A Willing Murder (Medlar Mystery 1)
“Jack was in a car crash and his brother was killed. I heard that Jack was drunk.”
Kate fell back against her chair.
Alastair gave a sigh. “Now I’ve ruined it. You look like you want to leave Lachlan and never return.”
Kate finished her cup of tea and poured herself another one. “Part of me wants to run, but another part wants to protect my aunt. She’s my only connection to a father I don’t remember. But besides family, I have a job here. I like what Tayla has done and she said there’s more to do. I want to help.”
Alastair’s handsome face broke into a slow smile that widened into a grin. “What a day this has been! This morning I was looking into moving back to Lachlan. And now I’ve met the prettiest girl to arrive here since Elizabeth Taylor passed through in the fifties.”
His compliment was so outrageous—and so untrue—that she laughed.
“Wait a minute! If you’re going to be living with your aunt, and Jack Wyatt is there, too, I don’t have a chance. I don’t understand it, but all women fall for him.” Bessie was putting a teapot on a nearby table.
“Bess?” Alastair said. “What do you think of Jack Wyatt?”

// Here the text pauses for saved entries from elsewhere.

//! The command interpreter itself: one line of free text in, one outcome out.
//!
//! The console never fails — unknown commands, filtered arguments, and
//! rate-limit rejections all come back as rendered entries, and the two
//! special commands surface as outcomes for the embedding caller to act on.

use std::time::Duration;

use crate::history::{HistoryStore, HISTORY_LIMIT};
use crate::limiter::RateLimiter;
use crate::table::{builtin_commands, find_command, CommandKind};

/// Inputs are cut to this many characters before interpretation.
const MAX_INPUT_LEN: usize = 100;

/// Default throttle: 10 commands per 10-second window.
const DEFAULT_RATE_MAX: u32 = 10;
const DEFAULT_RATE_WINDOW: Duration = Duration::from_secs(10);

const RATE_LIMIT_WARNING: &str =
    "rate limit: too many commands — give the terminal a second to breathe";

/// Cosmetic banner for inputs that look like real shell commands. The console
/// has no system access, so this is theater, not a security control.
const SUSPICIOUS_BANNER: &str = "[!] nice try. this terminal is decorative.";

/// Substrings that trigger the banner. Matched against the sanitized input.
const SUSPICIOUS_PATTERNS: [&str; 5] = ["rm -rf", "sudo", "chmod", "curl", "wget"];

/// One rendered console line.
#[derive(Debug, Clone, PartialEq, Eq)]
pub struct Entry {
    pub input: String,
    pub response: String,
    pub is_error: bool,
}

/// What the caller should do with a submitted line.
#[derive(Debug, Clone, PartialEq, Eq)]
pub enum Outcome {
    /// Append this entry to the rendered buffer.
    Rendered(Entry),
    /// Clear the rendered buffer.
    Clear,
    /// Close the console.
    Close,
}

/// Result of tab-completing a partial command.
#[derive(Debug, Clone, PartialEq, Eq)]
pub enum Completion {
    /// No known command starts with the prefix.
    None,
    /// Exactly one match — replace the input buffer with it.
    Single(String),
    /// Several matches — render the list, execute nothing.
    Multiple(Vec<String>),
}

/// Idle between submissions, executing between submit and rendered output.
/// Transitions are synchronous; there is nothing to coordinate across threads.
#[derive(Debug, Clone, Copy, PartialEq, Eq)]
pub enum ConsoleState {
    Idle,
    Executing,
}

pub struct Console<S: HistoryStore> {
    store: S,
    history: Vec<String>,
    cursor: Option<usize>,
    limiter: RateLimiter,
    state: ConsoleState,
}

impl<S: HistoryStore> Console<S> {
    /// Builds a console with the default rate limit, loading whatever history
    /// the store has (or none, if the store has nothing usable).
    pub fn new(store: S) -> Self {
        Self::with_limiter(store, RateLimiter::new(DEFAULT_RATE_MAX, DEFAULT_RATE_WINDOW))
    }

    pub fn with_limiter(store: S, limiter: RateLimiter) -> Self {
        let history = store.load();
        Self {
            store,
            history,
            cursor: None,
            limiter,
            state: ConsoleState::Idle,
        }
    }

    pub fn state(&self) -> ConsoleState {
        self.state
    }

    /// Previously typed commands, most-recent-last.
    pub fn history(&self) -> &[String] {
        &self.history
    }

    /// Interprets one line. Never returns an error: every failure mode is a
    /// rendered entry with `is_error` set.
    pub fn submit(&mut self, line: &str) -> Outcome {
        self.state = ConsoleState::Executing;
        let outcome = self.execute(line);
        self.state = ConsoleState::Idle;
        outcome
    }

    fn execute(&mut self, line: &str) -> Outcome {
        // Matched against the raw line: truncation or escaping must not let a
        // pattern slip past the banner.
        let suspicious = is_suspicious(line);
        let input = sanitize(line);

        if input.trim().is_empty() {
            return Outcome::Rendered(Entry {
                input,
                response: String::new(),
                is_error: false,
            });
        }

        self.record(&input);

        if !self.limiter.check() {
            return Outcome::Rendered(Entry {
                input,
                response: RATE_LIMIT_WARNING.to_string(),
                is_error: true,
            });
        }

        let trimmed = input.trim();
        let (word, argument) = match trimmed.split_once(char::is_whitespace) {
            Some((w, rest)) => (w, Some(rest.trim())),
            None => (trimmed, None),
        };

        let (response, is_error) = match find_command(word) {
            None => (
                format!("{word}: command not found. Type 'help' to see what this terminal can do."),
                true,
            ),
            Some(command) => match command.kind {
                CommandKind::Clear => return Outcome::Clear,
                CommandKind::Exit => return Outcome::Close,
                CommandKind::Action => {
                    let argument = argument.map(|arg| match command.arg_filter {
                        Some(allowed) => arg.chars().filter(|c| allowed(*c)).collect(),
                        None => arg.to_string(),
                    });
                    let response = match command.action {
                        Some(action) => action(argument.as_deref()),
                        None => format!("{}: executed successfully", command.name),
                    };
                    (response, false)
                }
            },
        };

        let response = if suspicious {
            format!("{SUSPICIOUS_BANNER}\n{response}")
        } else {
            response
        };

        Outcome::Rendered(Entry {
            input,
            response,
            is_error,
        })
    }

    fn record(&mut self, input: &str) {
        self.history.push(input.to_string());
        if self.history.len() > HISTORY_LIMIT {
            let excess = self.history.len() - HISTORY_LIMIT;
            self.history.drain(..excess);
        }
        self.store.save(&self.history);
        self.cursor = None;
    }

    /// Steps backward through typed commands; returns the text to repopulate
    /// the input buffer with. Stays on the oldest entry once reached.
    pub fn history_prev(&mut self) -> Option<&str> {
        if self.history.is_empty() {
            return None;
        }
        let next_index = match self.cursor {
            None => self.history.len() - 1,
            Some(0) => 0,
            Some(i) => i - 1,
        };
        self.cursor = Some(next_index);
        Some(&self.history[next_index])
    }

    /// Steps forward through typed commands. Returns `None` once past the
    /// newest entry — the caller should clear the input buffer.
    pub fn history_next(&mut self) -> Option<&str> {
        let i = self.cursor?;
        if i + 1 < self.history.len() {
            self.cursor = Some(i + 1);
            Some(&self.history[i + 1])
        } else {
            self.cursor = None;
            None
        }
    }

    /// Tab-completion over the command table.
    pub fn complete(&self, prefix: &str) -> Completion {
        let prefix = prefix.trim().to_lowercase();
        let matches: Vec<&str> = builtin_commands()
            .iter()
            .map(|c| c.name)
            .filter(|name| name.starts_with(&prefix))
            .collect();

        match matches.as_slice() {
            [] => Completion::None,
            [only] => Completion::Single(only.to_string()),
            many => Completion::Multiple(many.iter().map(|s| s.to_string()).collect()),
        }
    }
}

/// Escapes `<`/`>` so the console's own rendering can't reconstruct a tag,
/// then cuts to [`MAX_INPUT_LEN`] characters. Defense for this console's
/// output only — there is no server behind it to protect.
pub fn sanitize(input: &str) -> String {
    input
        .replace('<', "&lt;")
        .replace('>', "&gt;")
        .chars()
        .take(MAX_INPUT_LEN)
        .collect()
}

fn is_suspicious(input: &str) -> bool {
    let lowered = input.to_lowercase();
    SUSPICIOUS_PATTERNS.iter().any(|p| lowered.contains(p))
}

#[cfg(test)]
mod tests {
    use super::*;
    use crate::history::MemoryHistory;

    fn console() -> Console<MemoryHistory> {
        Console::new(MemoryHistory::default())
    }

    fn rendered(outcome: Outcome) -> Entry {
        match outcome {
            Outcome::Rendered(entry) => entry,
            other => panic!("expected Rendered, got {other:?}"),
        }
    }

    #[test]
    fn test_every_known_command_succeeds_case_insensitively() {
        for command in builtin_commands() {
            let mut c = console();
            let upper = command.name.to_uppercase();
            match command.kind {
                CommandKind::Clear => assert_eq!(c.submit(&upper), Outcome::Clear),
                CommandKind::Exit => assert_eq!(c.submit(&upper), Outcome::Close),
                CommandKind::Action => {
                    let entry = rendered(c.submit(&upper));
                    assert!(!entry.is_error, "{} errored", command.name);
                }
            }
        }
    }

    #[test]
    fn test_unknown_command_is_error_and_echoes_the_text() {
        let entry = rendered(console().submit("frobnicate"));
        assert!(entry.is_error);
        assert!(entry.response.contains("frobnicate"));
    }

    #[test]
    fn test_unbound_command_renders_default_success() {
        let entry = rendered(console().submit("ideas"));
        assert!(!entry.is_error);
        assert!(entry.response.contains("executed successfully"));
    }

    #[test]
    fn test_script_tag_is_neutralized() {
        let entry = rendered(console().submit("<script>alert(1)</script>"));
        assert!(entry.is_error); // not a known command
        assert!(!entry.input.contains('<'));
        assert!(!entry.response.contains("<script"));
        assert!(entry.response.contains("&lt;script&gt;"));
    }

    #[test]
    fn test_long_input_truncated_to_100_chars() {
        let long = "a".repeat(150);
        let entry = rendered(console().submit(&long));
        assert_eq!(entry.input.chars().count(), 100);
    }

    #[test]
    fn test_rate_limit_rejects_after_quota_with_distinct_warning() {
        let mut c = Console::with_limiter(
            MemoryHistory::default(),
            RateLimiter::new(2, Duration::from_secs(600)),
        );
        assert!(!rendered(c.submit("help")).is_error);
        assert!(!rendered(c.submit("about")).is_error);

        let entry = rendered(c.submit("help"));
        assert!(entry.is_error);
        assert_eq!(entry.response, RATE_LIMIT_WARNING);
    }

    #[test]
    fn test_echo_argument_is_filtered_to_allow_list() {
        let entry = rendered(console().submit("echo safe; $(rm) text"));
        assert!(!entry.is_error);
        assert_eq!(entry.response, "safe rm text");
    }

    #[test]
    fn test_suspicious_input_gets_banner_but_still_executes() {
        let entry = rendered(console().submit("echo sudo make me a sandwich"));
        assert!(!entry.is_error);
        assert!(entry.response.starts_with(SUSPICIOUS_BANNER));
        assert!(entry.response.contains("sudo make me a sandwich"));
    }

    #[test]
    fn test_banner_applies_even_when_pattern_falls_past_the_truncation_cut() {
        let line = format!("echo {} sudo", "a".repeat(96));
        let entry = rendered(console().submit(&line));
        // "sudo" is beyond the 100-char cut, but the raw line carries it.
        assert!(!entry.input.contains("sudo"));
        assert!(entry.response.starts_with(SUSPICIOUS_BANNER));
    }

    #[test]
    fn test_history_records_typed_commands_most_recent_last() {
        let mut c = console();
        c.submit("help");
        c.submit("about");
        assert_eq!(c.history(), ["help", "about"]);
    }

    #[test]
    fn test_history_is_capped() {
        let mut c = Console::with_limiter(
            MemoryHistory::default(),
            RateLimiter::new(1000, Duration::from_secs(600)),
        );
        for i in 0..30 {
            c.submit(&format!("echo {i}"));
        }
        assert_eq!(c.history().len(), HISTORY_LIMIT);
        assert_eq!(c.history().last().unwrap(), "echo 29");
    }

    #[test]
    fn test_history_survives_via_the_store() {
        let mut c = console();
        c.submit("help");
        c.submit("skills");
        let store = MemoryHistory(c.history().to_vec());

        let revived = Console::new(store);
        assert_eq!(revived.history(), ["help", "skills"]);
    }

    #[test]
    fn test_history_navigation_prev_and_next() {
        let mut c = console();
        c.submit("help");
        c.submit("about");
        c.submit("skills");

        assert_eq!(c.history_prev(), Some("skills"));
        assert_eq!(c.history_prev(), Some("about"));
        assert_eq!(c.history_prev(), Some("help"));
        // Pinned at the oldest entry.
        assert_eq!(c.history_prev(), Some("help"));

        assert_eq!(c.history_next(), Some("about"));
        assert_eq!(c.history_next(), Some("skills"));
        // Past the newest entry: clear the buffer.
        assert_eq!(c.history_next(), None);
    }

    #[test]
    fn test_completion_single_match_replaces_input() {
        assert_eq!(
            console().complete("ab"),
            Completion::Single("about".to_string())
        );
    }

    #[test]
    fn test_completion_multiple_matches_lists_without_executing() {
        let mut c = console();
        match c.complete("e") {
            Completion::Multiple(names) => {
                assert!(names.contains(&"echo".to_string()));
                assert!(names.contains(&"exit".to_string()));
            }
            other => panic!("expected Multiple, got {other:?}"),
        }
        // Completion must not execute or record anything.
        assert!(c.history().is_empty());
    }

    #[test]
    fn test_completion_no_match() {
        assert_eq!(console().complete("zz"), Completion::None);
    }

    #[test]
    fn test_console_is_idle_between_submissions() {
        let mut c = console();
        assert_eq!(c.state(), ConsoleState::Idle);
        c.submit("help");
        assert_eq!(c.state(), ConsoleState::Idle);
    }
}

She rolled her eyes. “Just as scrumptious as his father.”
“But without the prison stripes,” a woman at the next table said and they laughed.
“Come on, ladies, help me out here. I’m marketing him as ugly and dumb.” That comment only increased their laughter.
Alastair turned back to Kate and lowered his voice. “Seriously, I’ll help in any way I can. I work with money, so if you have any questions or suspicions, let me know. I’ll gladly go over Sara’s accounts to see if anything, shall we say, unusual is going on.”
Kate nodded. “I’m not so bad with numbers, either. I’ll see what I can find out.”
“I like you more with every word you speak.”
She smiled at him. “You don’t have to worry about this guy Jack and me. I’ve never been attracted to the leather-jacket, motorcycle-riding type of guy.”
“Then I do have a chance?”
“Maybe.”
“I’ll take that. Could we have dinner on Saturday night?”
“That would be nice.”
He paid the check and she noticed that he left a generous tip. Just as he said about her, she was liking him more with every minute.
They went to the counter, Bessie handed the flowers and the basket to Alastair, and they left.
“Where’s your car?” he asked. “I’ll carry these to it.”
They walked together the half a block to Kate’s car and put everything in the back.
“Where to now?” he asked.
“It’s time to meet my aunt. I’m not sure how to get there, since the GPS in my car told me Stewart Lane doesn’t exist.”
“The house and lane are right where my grandfather built them.”
“Oh.” Kate was embarrassed that she hadn’t connected the names. “I’ve heard the house is beautiful. It must have broken your heart to sell it.”
“Not at all. Seventy-five hundred square feet to maintain is not my idea of paradise. Carved moldings, marble floors, fifty-pound solid doors and—Are you all right?”
She was smiling in a dreamy way. “The house sounds wonderful!”
“My mother thought so. I had a hard time persuading her to sell it and move into a condo near the ocean. She says she hates it but it’s very nice. Clean.”